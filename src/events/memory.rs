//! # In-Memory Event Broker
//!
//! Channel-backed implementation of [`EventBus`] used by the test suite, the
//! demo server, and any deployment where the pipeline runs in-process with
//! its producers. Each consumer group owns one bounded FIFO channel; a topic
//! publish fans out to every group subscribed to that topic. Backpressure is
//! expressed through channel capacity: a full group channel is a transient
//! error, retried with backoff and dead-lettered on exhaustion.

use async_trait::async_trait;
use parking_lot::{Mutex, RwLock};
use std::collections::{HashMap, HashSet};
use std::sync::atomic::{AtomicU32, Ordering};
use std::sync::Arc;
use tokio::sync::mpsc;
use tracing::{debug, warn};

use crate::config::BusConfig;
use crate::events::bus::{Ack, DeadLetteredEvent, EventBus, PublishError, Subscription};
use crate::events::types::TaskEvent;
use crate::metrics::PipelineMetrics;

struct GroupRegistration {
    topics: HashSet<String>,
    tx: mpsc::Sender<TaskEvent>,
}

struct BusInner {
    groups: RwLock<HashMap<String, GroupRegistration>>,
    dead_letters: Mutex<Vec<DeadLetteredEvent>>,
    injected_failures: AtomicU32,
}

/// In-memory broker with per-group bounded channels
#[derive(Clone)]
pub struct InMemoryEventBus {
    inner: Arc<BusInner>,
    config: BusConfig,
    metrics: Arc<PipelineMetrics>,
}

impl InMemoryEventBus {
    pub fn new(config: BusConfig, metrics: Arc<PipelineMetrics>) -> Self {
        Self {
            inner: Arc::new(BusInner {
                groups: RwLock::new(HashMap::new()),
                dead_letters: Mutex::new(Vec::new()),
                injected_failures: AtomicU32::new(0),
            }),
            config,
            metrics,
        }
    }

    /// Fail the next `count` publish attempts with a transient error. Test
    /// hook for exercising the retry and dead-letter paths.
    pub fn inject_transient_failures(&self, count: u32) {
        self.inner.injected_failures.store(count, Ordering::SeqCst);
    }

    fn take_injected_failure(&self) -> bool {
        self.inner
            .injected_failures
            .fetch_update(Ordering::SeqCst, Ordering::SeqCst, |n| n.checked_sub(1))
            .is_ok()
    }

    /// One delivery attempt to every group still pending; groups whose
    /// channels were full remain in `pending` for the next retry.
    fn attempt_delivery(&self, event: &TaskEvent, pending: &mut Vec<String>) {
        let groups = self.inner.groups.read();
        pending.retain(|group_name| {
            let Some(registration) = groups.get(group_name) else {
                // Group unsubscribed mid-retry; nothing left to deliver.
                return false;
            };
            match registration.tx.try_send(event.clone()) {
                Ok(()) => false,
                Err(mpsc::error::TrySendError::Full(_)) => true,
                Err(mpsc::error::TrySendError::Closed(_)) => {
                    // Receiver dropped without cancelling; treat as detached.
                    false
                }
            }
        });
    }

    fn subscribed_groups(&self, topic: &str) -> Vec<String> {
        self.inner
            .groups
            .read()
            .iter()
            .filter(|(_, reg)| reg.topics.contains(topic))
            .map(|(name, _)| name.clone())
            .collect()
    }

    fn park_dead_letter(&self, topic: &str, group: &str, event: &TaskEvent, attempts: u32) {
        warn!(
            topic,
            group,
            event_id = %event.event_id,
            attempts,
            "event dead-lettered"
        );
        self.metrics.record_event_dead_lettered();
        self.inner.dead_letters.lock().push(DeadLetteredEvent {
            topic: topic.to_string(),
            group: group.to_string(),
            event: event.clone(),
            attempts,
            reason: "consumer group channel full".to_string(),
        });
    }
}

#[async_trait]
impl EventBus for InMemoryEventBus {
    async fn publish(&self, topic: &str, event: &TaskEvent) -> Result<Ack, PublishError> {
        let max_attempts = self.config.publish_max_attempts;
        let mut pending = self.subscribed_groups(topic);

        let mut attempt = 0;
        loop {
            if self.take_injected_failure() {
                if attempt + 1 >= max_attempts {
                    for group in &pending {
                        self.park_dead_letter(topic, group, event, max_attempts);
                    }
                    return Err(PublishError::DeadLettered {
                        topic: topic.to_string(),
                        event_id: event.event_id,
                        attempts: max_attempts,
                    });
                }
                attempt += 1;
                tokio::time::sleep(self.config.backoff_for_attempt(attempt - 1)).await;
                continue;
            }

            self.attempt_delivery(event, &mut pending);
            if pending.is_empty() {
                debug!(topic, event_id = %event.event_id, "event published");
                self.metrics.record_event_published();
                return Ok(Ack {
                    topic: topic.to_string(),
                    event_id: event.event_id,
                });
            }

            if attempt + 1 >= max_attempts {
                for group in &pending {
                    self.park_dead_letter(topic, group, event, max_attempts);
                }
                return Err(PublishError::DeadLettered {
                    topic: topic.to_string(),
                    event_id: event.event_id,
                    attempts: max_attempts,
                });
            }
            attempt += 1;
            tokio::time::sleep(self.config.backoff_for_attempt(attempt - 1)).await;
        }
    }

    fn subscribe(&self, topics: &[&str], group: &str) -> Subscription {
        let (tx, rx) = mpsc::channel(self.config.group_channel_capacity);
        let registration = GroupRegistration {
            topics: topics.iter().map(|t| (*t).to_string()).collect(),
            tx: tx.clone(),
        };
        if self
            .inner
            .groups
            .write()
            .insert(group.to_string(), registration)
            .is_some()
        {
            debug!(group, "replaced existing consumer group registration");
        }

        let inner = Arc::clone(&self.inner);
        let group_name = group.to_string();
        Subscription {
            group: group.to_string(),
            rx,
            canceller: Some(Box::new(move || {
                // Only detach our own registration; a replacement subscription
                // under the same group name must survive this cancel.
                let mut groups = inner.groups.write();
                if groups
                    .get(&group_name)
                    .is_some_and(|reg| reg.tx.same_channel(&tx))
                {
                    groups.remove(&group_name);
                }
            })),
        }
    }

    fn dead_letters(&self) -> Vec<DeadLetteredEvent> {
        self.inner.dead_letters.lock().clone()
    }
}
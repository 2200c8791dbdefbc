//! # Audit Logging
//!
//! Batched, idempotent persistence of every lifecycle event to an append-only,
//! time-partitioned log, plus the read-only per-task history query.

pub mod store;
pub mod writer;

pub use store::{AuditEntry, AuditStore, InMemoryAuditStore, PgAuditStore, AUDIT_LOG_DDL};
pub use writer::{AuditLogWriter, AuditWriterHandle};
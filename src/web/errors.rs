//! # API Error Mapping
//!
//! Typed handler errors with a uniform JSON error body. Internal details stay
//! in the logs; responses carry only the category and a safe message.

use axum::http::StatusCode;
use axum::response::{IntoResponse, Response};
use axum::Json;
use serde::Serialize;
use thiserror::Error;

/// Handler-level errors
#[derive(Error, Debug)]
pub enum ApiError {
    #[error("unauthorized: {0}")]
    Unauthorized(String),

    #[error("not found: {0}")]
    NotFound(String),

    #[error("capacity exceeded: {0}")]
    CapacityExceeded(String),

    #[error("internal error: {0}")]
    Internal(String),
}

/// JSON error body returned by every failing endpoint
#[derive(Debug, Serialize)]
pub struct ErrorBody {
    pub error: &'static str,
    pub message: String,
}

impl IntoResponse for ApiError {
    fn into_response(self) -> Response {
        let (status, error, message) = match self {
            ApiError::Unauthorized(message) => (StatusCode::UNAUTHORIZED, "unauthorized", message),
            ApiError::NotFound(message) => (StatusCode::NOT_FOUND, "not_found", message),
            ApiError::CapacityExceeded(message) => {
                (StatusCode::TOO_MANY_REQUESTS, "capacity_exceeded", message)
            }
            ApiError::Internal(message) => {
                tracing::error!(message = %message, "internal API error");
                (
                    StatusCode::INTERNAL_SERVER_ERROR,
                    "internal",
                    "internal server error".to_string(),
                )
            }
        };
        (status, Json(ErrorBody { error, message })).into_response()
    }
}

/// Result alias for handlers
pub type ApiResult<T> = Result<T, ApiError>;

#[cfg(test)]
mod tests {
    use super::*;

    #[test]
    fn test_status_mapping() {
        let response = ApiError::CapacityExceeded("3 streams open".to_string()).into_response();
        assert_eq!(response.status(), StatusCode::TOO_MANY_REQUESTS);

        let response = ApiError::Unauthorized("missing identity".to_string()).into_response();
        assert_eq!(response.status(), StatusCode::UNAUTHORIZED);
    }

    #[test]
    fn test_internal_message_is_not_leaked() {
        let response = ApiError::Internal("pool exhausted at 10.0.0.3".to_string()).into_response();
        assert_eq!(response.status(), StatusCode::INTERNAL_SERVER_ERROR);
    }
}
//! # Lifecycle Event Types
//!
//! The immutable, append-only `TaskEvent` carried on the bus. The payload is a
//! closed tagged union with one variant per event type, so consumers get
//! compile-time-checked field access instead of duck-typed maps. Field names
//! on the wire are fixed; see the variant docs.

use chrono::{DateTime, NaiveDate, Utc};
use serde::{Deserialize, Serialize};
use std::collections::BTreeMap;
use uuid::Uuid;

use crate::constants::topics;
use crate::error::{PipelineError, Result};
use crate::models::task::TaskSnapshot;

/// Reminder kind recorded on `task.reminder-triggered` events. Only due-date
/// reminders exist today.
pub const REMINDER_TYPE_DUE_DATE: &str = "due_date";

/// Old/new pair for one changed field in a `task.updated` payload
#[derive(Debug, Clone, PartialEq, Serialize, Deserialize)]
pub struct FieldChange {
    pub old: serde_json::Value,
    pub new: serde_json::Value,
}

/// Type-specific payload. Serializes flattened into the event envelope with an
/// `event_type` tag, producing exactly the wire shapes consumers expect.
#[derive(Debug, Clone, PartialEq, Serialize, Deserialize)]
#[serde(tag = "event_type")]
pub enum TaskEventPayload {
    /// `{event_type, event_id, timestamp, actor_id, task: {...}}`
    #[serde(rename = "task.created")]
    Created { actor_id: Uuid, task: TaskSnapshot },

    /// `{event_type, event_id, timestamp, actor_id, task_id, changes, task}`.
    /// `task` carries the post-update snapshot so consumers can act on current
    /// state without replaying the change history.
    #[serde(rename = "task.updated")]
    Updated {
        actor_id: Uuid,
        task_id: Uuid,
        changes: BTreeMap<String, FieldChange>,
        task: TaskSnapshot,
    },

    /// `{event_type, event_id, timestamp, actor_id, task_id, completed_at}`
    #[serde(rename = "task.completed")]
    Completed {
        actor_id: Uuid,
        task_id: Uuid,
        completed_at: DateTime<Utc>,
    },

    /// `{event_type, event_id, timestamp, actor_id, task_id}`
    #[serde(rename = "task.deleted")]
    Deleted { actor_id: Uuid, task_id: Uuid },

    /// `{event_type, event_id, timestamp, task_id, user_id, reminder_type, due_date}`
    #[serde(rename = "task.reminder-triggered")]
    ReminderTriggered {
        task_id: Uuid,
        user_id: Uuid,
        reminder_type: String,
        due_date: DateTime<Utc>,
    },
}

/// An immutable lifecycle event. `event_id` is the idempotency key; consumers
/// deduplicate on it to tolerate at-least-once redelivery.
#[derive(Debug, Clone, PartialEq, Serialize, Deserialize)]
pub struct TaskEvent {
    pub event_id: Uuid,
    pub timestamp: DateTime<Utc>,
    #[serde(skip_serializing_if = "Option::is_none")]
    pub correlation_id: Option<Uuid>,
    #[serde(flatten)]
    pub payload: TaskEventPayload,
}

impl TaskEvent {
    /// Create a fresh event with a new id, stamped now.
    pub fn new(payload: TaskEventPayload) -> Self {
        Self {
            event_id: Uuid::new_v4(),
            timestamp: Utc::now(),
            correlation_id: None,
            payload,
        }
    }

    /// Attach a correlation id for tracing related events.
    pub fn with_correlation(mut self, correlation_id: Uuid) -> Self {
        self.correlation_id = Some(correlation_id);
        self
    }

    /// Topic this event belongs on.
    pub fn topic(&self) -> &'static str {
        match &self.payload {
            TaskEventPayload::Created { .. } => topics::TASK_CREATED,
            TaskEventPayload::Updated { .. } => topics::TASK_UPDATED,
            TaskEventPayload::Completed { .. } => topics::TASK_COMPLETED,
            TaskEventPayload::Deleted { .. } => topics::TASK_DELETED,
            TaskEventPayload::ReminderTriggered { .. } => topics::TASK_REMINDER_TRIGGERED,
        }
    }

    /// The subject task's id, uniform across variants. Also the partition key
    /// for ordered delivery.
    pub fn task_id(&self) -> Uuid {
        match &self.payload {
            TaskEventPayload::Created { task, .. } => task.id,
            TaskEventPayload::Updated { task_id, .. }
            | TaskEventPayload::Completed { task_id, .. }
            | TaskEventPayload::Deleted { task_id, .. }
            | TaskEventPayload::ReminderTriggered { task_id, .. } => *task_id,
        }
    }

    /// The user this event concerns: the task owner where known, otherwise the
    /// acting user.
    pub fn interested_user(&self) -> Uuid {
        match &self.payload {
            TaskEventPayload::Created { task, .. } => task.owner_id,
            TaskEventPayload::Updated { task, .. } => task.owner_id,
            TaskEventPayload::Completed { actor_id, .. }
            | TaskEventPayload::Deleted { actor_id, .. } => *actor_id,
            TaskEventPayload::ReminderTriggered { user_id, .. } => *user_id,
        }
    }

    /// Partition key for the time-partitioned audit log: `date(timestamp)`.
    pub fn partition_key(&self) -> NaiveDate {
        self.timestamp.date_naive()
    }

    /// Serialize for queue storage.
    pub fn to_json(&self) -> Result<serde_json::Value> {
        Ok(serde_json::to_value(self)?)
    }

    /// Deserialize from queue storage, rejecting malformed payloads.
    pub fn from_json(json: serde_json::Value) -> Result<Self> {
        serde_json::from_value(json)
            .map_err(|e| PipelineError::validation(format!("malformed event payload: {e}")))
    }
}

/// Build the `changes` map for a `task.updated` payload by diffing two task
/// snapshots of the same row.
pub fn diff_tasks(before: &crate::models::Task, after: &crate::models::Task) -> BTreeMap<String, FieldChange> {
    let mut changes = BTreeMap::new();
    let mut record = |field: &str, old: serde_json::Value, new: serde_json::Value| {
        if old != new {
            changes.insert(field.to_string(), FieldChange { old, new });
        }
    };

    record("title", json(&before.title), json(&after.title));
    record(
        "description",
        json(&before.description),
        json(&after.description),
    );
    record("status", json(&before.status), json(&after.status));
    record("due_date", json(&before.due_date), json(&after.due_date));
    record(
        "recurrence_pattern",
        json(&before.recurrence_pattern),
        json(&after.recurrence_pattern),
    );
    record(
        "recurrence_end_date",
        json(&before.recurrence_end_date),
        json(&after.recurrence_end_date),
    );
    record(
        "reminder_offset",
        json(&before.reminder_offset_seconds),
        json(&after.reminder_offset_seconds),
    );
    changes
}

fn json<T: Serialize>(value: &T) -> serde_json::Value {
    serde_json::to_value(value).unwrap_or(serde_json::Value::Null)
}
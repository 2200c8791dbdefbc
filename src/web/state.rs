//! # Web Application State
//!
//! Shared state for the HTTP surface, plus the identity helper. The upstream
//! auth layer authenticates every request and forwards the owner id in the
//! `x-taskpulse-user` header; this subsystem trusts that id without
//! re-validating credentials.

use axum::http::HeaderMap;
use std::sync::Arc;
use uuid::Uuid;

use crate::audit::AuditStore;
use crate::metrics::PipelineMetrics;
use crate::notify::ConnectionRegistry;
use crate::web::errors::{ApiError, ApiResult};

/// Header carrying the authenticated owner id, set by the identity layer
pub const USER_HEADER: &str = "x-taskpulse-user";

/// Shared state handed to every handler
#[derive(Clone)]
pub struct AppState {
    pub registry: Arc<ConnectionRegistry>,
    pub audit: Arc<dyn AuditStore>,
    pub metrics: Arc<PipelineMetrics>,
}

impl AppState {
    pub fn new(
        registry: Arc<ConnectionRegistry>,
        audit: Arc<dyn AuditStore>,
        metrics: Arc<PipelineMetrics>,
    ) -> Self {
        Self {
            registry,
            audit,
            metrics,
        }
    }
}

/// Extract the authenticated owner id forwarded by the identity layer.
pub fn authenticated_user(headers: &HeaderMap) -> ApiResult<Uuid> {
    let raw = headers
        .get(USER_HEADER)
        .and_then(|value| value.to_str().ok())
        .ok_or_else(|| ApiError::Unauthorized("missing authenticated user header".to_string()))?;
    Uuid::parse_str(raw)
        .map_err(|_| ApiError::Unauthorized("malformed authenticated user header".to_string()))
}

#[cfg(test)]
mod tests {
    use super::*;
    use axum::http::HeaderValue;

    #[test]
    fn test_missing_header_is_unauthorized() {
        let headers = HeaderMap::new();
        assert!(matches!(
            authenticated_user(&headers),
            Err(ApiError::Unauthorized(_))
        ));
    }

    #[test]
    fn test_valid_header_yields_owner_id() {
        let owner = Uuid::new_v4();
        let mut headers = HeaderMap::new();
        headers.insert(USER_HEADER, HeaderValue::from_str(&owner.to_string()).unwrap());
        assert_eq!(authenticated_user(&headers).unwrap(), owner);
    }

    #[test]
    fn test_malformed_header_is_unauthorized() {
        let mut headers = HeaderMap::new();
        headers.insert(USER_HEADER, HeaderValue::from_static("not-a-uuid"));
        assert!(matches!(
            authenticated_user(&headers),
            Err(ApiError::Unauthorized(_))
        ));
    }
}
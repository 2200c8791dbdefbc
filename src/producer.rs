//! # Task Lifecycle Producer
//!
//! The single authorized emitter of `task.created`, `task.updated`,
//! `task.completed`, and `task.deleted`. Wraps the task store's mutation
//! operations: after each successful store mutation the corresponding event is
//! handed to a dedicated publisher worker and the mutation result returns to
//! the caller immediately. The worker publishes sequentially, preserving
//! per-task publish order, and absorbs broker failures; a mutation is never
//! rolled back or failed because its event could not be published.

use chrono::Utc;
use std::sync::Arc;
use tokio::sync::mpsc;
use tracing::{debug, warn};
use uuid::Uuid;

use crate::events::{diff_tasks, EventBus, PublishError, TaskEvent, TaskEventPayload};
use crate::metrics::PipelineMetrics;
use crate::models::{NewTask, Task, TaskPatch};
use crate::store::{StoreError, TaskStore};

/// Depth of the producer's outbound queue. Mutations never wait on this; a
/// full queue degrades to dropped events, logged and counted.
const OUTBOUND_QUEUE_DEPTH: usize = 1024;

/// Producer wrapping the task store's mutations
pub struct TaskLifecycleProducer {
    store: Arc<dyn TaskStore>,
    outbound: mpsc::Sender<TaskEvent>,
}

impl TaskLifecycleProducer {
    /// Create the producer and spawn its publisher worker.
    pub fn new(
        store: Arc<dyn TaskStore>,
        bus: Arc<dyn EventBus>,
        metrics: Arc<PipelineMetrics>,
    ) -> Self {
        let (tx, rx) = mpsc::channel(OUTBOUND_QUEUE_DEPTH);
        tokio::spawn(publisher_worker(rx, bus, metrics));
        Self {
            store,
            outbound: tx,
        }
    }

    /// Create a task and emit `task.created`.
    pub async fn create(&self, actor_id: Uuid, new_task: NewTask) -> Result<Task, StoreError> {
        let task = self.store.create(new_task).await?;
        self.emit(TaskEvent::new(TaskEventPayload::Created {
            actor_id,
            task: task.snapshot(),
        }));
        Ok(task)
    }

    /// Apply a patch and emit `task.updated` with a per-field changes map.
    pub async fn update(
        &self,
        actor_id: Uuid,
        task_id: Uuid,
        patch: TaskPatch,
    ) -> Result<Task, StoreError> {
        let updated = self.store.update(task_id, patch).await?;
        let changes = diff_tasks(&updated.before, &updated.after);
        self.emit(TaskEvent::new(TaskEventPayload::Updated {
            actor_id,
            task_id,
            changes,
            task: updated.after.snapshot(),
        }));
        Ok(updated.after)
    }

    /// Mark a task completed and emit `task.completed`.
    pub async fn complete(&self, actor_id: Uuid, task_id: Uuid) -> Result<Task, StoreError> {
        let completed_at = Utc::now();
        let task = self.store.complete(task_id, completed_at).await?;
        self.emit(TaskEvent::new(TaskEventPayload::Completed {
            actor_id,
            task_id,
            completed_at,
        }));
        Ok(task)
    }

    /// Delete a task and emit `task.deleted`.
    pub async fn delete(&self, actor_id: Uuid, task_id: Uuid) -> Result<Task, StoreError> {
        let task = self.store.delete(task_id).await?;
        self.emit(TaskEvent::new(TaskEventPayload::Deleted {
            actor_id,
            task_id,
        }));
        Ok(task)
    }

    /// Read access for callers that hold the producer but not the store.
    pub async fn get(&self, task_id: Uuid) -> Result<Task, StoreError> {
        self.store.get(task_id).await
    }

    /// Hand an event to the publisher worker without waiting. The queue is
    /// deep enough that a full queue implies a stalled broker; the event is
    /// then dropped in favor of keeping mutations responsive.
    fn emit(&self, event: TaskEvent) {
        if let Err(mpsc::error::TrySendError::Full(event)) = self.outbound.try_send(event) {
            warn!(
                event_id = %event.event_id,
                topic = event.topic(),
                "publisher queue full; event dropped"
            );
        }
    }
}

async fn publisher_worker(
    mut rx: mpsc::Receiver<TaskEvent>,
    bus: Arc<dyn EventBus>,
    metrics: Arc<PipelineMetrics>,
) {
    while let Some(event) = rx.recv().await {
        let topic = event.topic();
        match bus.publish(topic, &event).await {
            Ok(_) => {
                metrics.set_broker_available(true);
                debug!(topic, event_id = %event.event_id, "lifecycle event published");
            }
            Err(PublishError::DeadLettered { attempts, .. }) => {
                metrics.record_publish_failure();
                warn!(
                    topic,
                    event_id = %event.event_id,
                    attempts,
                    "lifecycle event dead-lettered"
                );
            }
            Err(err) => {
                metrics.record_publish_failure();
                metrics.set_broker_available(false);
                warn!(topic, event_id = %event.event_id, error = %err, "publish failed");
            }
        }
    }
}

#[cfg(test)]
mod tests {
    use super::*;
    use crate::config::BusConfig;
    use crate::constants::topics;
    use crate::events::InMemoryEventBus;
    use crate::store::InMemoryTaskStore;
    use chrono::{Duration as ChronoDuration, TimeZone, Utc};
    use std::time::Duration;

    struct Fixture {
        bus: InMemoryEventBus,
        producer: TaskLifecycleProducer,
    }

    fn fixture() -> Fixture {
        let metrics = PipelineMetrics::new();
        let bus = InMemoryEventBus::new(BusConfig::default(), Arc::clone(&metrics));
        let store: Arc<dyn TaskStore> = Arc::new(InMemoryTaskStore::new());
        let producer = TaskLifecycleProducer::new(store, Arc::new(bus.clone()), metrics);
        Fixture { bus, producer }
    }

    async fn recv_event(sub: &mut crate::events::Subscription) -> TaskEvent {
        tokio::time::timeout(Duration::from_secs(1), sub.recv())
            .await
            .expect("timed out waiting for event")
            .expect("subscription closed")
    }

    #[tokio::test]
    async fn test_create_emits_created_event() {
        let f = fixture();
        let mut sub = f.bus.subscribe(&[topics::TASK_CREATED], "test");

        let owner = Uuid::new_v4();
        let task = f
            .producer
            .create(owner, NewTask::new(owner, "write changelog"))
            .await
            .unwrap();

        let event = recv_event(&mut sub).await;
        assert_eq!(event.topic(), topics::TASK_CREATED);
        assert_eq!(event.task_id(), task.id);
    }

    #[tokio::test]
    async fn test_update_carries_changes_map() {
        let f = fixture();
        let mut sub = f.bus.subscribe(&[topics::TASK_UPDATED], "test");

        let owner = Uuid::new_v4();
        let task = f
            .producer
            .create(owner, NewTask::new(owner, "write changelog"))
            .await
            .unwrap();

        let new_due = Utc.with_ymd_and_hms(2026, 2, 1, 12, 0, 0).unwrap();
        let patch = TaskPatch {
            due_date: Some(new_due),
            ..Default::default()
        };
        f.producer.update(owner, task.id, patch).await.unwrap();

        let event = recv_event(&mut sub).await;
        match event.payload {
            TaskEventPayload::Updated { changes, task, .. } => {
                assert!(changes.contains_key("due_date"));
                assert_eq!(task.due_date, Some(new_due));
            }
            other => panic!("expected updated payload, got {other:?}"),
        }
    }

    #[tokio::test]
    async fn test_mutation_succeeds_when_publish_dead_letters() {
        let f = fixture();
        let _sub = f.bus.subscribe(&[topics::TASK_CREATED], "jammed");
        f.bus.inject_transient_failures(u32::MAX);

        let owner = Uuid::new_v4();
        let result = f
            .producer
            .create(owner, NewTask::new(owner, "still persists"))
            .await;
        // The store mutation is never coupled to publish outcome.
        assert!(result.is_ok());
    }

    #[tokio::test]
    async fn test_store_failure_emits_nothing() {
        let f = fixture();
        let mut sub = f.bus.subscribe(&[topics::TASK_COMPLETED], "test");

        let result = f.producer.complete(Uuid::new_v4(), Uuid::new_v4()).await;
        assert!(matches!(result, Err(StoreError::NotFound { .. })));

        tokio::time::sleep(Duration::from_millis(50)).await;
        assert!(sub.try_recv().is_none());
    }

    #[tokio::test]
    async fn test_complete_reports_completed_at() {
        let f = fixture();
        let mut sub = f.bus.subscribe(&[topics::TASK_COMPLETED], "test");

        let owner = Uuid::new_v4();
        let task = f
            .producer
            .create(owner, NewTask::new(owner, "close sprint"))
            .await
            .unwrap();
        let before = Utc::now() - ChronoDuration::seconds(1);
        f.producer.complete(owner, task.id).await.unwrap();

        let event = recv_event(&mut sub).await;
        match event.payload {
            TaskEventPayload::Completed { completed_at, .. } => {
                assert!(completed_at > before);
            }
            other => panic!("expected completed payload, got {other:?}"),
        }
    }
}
====
**Exercise instructions:** Considering the records above, state how many lines contain the word "ReminderTriggered", with nothing else in your reply.

**Answer space:** 4